As a reminder, linear models can always be written in the form:

Yi = μ + Ai + Bi + Ci + … + Ai*Bi + Ai*Ci + Bi*Ci + Ai*Bi*Ci + … + ɛi


  • μ is the overall mean of all the Yi
  • Ai, Bi, and Ci are the differences between Yi and the overall μ due to the main effects of A, B, and C
  • Ai*B, etc are the differences between Yi and the overall μ due to interactions among explanatory variables
  • ɛi is the difference between Yi and μ left unexplained by the model.

A linear model can be thought as the mathematical transcription of our research question. What is the effect of factors A, B, and C on our response variable? Does the effect of each factor on Y depend on other factors? We answer these questions by testing if models including all factors and all their interactions explain significantly more variability in Y than simpler models (including less factors and/or less interactions) do.

In general, the golden steps are:

  1. define a clear, testable question;
  2. design the study/experiment accordingly;
  3. collect your data;
  4. PLOT THE DATA and start doing qualitative interpretation of the study results;
  5. test your initial question(s) by defining the corresponding model in a statistical software (e.g.
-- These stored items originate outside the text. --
//! Repaint-tick pacing.
//!
//! The scroll pipeline derives visual state on the rendering refresh tick,
//! not on the scroll event rate. [`FramePacer`] gates that tick to a target
//! cadence and keeps a smoothed FPS readout for diagnostics.

use web_time::{Duration, Instant};

/// Gates the repaint tick to a target FPS and tracks a smoothed frame rate.
#[derive(Debug, Clone)]
pub struct FramePacer {
    /// Target FPS (0 = unlimited)
    target_fps: u32,
    /// Minimum frame duration based on target FPS
    min_frame_duration: Duration,
    /// Last tick timestamp
    last_tick: Instant,
    /// Smoothed FPS using exponential moving average
    smoothed_fps: f32,
    /// Smoothing factor (lower = smoother, 0.0-1.0)
    smoothing: f32,
}

impl FramePacer {
    /// Create a new pacer with the given FPS target (0 = unlimited).
    #[must_use]
    pub fn new(target_fps: u32) -> Self {
        let min_frame_duration = if target_fps > 0 {
            Duration::from_secs_f64(1.0 / f64::from(target_fps))
        } else {
            Duration::ZERO
        };

        Self {
            target_fps,
            min_frame_duration,
            last_tick: Instant::now(),
            smoothed_fps: 60.0, // Reasonable starting estimate
            smoothing: 0.05,
        }
    }

    /// Whether enough time has passed since the last tick to derive and
    /// paint a new frame.
    #[must_use]
    pub fn ready(&self, now: Instant) -> bool {
        if self.target_fps == 0 {
            return true;
        }
        now.saturating_duration_since(self.last_tick)
            >= self.min_frame_duration
    }

    /// Record a completed tick and update the smoothed FPS.
    pub fn tick(&mut self, now: Instant) {
        let elapsed = now.saturating_duration_since(self.last_tick);
        self.last_tick = now;

        let frame_time = elapsed.as_secs_f32();
        if frame_time > 0.0 {
            let instant_fps = 1.0 / frame_time;
            // Exponential moving average for a stable display value
            self.smoothed_fps = self.smoothed_fps * (1.0 - self.smoothing)
                + instant_fps * self.smoothing;
        }
    }

    /// Current smoothed frames per second.
    #[must_use]
    pub fn fps(&self) -> f32 {
        self.smoothed_fps
    }

    /// Configured FPS target (0 = unlimited).
    #[must_use]
    pub fn target_fps(&self) -> u32 {
        self.target_fps
    }
}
R);
  6. assess if the model assumptions are respected (*);
  7. select the most parsimonious model, e.g. using anova() or AIC();
  8. examine the model outcome using summary().

Example 1. One-way ANOVA

The question: do chick weight differ if they are fed differently?

# Load data:
data(chickwts) # chickwts is one of the many data sets built 
# in the R software by default. 
# data() is a function specific for calling these datasets.

boxplot(weight ~ feed,
    data = chickwts,
    ylab="Weight (grams)")

It seems that there are indeed differences among treatments. Let’s check this statistically:

chick1 <- lm(weight ~ feed, data = chickwts)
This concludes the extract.